* Task
Across the entries that follow, work out the number of lines containing the string "reply", and state it alone.

══════

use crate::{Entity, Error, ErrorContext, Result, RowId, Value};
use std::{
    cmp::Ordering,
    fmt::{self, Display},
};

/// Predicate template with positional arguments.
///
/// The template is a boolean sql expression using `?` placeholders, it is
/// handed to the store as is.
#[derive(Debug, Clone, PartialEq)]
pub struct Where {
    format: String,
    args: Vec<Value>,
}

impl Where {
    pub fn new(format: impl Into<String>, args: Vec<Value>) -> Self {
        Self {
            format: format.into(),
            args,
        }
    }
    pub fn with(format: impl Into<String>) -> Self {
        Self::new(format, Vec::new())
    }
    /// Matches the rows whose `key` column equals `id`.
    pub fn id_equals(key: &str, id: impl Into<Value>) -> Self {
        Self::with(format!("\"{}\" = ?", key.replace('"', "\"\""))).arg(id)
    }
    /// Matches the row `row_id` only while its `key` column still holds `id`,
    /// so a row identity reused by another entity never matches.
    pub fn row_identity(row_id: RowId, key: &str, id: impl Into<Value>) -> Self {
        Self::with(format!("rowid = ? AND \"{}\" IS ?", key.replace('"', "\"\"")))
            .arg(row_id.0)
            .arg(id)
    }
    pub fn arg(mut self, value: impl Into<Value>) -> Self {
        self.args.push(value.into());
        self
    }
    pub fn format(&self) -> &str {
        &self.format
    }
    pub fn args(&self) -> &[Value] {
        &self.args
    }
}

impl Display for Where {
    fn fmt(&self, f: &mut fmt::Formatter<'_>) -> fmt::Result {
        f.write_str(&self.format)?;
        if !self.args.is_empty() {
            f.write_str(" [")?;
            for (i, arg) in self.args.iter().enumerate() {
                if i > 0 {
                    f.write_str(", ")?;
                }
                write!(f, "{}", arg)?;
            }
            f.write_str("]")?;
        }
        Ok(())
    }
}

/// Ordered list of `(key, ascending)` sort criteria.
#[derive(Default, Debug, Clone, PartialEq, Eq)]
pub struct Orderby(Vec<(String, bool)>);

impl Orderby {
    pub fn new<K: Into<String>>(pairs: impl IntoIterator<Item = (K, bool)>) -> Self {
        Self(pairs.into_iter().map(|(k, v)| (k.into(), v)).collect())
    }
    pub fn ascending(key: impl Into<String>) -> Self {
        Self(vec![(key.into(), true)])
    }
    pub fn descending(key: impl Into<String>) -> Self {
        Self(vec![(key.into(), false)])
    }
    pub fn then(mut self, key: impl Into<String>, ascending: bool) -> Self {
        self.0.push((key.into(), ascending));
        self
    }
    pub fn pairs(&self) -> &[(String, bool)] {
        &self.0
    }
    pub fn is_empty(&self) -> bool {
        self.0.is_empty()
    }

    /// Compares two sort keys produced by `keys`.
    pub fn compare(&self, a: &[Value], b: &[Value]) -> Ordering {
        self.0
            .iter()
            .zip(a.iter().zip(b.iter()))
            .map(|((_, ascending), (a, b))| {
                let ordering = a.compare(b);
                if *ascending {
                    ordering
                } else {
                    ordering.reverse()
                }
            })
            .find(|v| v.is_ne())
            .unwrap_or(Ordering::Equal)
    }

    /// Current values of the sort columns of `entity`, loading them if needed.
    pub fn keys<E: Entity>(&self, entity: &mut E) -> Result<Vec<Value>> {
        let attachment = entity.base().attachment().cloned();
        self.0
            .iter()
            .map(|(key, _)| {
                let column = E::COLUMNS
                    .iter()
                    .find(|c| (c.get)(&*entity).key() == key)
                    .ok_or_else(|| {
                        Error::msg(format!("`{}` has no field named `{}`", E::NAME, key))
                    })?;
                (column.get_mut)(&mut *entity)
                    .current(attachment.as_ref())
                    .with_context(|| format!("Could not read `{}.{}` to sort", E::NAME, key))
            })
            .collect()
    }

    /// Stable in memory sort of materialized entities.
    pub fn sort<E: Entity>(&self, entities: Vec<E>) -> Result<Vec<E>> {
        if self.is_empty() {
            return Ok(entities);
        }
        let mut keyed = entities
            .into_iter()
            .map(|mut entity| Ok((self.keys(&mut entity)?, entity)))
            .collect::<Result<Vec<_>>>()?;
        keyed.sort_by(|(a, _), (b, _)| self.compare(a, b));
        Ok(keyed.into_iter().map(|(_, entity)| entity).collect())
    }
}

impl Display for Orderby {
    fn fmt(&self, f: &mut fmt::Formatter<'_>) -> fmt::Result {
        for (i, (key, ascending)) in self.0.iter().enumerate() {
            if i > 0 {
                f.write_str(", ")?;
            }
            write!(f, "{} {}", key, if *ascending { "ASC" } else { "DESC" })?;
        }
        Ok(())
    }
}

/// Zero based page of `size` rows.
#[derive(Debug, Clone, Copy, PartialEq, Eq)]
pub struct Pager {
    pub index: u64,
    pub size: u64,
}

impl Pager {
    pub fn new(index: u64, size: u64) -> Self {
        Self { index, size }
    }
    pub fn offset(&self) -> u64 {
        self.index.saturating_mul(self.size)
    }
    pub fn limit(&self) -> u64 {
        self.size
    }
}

══════

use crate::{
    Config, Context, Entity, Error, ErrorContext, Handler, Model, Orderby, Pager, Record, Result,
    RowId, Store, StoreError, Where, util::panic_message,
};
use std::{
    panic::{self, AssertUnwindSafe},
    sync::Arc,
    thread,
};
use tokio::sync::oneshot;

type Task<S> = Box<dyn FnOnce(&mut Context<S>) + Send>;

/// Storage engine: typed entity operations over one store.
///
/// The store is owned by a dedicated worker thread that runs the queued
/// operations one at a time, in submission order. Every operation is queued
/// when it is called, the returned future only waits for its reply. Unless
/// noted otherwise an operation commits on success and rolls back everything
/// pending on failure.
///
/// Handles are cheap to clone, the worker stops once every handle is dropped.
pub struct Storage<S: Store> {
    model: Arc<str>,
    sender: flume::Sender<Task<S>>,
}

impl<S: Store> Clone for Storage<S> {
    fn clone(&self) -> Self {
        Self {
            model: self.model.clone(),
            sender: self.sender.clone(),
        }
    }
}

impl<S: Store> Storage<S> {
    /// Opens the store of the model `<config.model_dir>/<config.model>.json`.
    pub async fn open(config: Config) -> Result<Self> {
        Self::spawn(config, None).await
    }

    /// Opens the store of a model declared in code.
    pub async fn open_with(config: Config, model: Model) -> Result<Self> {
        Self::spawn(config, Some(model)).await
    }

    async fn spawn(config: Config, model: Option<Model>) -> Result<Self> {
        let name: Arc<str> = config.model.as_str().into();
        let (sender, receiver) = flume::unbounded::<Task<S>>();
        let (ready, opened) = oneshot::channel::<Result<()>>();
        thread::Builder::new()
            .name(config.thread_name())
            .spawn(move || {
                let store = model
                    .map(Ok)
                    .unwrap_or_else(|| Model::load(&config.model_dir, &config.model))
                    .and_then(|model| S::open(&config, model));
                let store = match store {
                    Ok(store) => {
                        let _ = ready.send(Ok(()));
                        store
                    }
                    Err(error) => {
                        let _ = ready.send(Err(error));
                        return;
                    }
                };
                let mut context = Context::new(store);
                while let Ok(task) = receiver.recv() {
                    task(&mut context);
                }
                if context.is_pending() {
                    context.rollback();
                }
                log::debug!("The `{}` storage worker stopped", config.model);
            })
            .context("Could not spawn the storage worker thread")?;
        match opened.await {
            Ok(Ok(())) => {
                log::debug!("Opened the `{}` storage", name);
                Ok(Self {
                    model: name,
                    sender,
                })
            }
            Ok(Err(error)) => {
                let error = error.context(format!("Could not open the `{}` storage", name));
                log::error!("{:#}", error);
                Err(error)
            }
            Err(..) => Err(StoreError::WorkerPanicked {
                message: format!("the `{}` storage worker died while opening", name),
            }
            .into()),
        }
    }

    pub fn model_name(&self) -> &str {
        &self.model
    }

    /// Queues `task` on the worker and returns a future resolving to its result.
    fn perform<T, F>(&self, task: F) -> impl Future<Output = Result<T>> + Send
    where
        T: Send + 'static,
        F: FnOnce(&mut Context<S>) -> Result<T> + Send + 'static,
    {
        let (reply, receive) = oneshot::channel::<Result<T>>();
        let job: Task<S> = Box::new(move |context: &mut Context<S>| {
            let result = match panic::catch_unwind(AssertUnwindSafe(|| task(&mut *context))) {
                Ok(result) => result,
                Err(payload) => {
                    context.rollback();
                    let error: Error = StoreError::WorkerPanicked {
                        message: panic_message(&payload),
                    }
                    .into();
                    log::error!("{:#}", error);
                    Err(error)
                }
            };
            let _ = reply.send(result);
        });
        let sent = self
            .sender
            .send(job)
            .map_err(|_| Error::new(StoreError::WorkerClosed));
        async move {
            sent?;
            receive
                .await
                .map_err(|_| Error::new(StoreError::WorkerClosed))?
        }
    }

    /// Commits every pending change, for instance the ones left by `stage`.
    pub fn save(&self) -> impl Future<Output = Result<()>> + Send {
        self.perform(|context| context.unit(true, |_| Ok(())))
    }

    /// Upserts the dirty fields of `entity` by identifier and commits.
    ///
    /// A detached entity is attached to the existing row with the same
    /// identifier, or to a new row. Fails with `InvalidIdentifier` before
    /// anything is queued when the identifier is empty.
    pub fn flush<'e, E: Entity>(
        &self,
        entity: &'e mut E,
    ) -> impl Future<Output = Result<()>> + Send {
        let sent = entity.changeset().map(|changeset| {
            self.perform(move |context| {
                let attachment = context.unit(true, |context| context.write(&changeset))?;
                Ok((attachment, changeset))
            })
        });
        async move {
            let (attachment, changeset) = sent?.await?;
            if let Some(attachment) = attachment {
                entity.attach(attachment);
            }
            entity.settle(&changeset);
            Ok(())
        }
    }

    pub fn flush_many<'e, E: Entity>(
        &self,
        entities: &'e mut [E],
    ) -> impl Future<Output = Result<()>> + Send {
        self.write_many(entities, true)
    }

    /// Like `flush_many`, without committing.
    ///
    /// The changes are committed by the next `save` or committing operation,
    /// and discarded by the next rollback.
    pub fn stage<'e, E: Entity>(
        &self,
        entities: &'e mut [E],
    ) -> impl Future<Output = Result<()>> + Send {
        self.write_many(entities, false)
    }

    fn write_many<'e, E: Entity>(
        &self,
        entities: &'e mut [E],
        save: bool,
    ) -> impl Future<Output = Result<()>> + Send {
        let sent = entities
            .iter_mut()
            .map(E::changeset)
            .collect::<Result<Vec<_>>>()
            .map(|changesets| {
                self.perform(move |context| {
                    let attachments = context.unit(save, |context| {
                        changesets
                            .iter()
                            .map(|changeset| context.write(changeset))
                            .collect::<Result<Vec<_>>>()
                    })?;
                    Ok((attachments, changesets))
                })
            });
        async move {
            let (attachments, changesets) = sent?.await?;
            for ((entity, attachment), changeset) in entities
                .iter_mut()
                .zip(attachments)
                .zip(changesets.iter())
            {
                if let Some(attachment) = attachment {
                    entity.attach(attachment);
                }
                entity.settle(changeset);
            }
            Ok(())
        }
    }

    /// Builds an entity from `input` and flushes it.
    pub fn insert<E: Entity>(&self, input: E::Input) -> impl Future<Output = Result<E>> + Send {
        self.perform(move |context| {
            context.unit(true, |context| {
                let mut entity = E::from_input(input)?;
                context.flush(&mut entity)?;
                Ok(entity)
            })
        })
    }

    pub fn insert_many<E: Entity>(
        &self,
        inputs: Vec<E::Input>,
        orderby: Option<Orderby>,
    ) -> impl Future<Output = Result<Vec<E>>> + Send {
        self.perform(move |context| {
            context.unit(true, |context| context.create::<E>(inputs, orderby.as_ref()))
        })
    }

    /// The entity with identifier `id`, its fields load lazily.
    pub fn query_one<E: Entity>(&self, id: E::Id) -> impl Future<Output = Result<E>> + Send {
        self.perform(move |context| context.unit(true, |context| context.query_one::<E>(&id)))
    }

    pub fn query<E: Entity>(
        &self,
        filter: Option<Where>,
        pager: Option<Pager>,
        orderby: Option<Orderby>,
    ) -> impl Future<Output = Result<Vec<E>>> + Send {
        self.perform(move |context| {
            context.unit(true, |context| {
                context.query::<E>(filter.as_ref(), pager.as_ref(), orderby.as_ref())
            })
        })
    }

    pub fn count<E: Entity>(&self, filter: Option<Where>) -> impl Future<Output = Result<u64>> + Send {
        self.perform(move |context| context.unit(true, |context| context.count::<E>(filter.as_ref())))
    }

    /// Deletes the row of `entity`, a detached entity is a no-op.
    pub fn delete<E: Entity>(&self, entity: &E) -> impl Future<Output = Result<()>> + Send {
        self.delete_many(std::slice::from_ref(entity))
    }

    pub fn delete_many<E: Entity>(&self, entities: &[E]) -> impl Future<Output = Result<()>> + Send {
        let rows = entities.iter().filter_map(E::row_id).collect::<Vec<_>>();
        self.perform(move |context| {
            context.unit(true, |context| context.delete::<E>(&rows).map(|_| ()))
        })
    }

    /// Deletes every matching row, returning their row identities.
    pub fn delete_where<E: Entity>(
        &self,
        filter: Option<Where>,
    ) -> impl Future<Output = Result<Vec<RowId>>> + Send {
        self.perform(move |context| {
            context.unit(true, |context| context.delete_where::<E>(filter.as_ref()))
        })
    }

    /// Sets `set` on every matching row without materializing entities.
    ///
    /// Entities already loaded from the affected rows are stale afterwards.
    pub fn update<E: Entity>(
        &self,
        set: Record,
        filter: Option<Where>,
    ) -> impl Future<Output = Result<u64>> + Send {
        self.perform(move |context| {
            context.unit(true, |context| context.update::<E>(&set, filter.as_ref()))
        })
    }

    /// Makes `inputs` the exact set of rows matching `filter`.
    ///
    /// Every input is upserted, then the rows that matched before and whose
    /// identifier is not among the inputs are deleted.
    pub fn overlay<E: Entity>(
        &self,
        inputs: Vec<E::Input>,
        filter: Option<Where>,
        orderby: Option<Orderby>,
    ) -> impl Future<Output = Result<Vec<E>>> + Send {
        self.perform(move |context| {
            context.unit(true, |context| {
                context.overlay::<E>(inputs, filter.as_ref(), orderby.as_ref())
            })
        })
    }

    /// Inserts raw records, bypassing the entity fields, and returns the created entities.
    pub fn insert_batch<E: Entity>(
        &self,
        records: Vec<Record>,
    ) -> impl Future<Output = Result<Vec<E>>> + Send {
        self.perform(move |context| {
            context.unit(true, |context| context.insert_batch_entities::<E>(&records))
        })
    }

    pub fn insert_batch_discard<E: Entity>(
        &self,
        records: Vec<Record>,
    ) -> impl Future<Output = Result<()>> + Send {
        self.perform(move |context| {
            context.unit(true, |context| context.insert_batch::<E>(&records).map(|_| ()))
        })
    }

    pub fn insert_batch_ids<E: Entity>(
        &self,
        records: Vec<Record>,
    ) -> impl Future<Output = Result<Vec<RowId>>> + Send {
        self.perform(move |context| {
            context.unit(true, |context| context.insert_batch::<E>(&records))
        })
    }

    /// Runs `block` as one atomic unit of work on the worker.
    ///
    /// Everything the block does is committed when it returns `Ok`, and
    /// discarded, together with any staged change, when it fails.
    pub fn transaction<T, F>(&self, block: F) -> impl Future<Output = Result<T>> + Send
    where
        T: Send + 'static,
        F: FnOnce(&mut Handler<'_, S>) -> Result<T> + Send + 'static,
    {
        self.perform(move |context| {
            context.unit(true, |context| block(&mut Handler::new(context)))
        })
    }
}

══════

* Answer to this exercise
3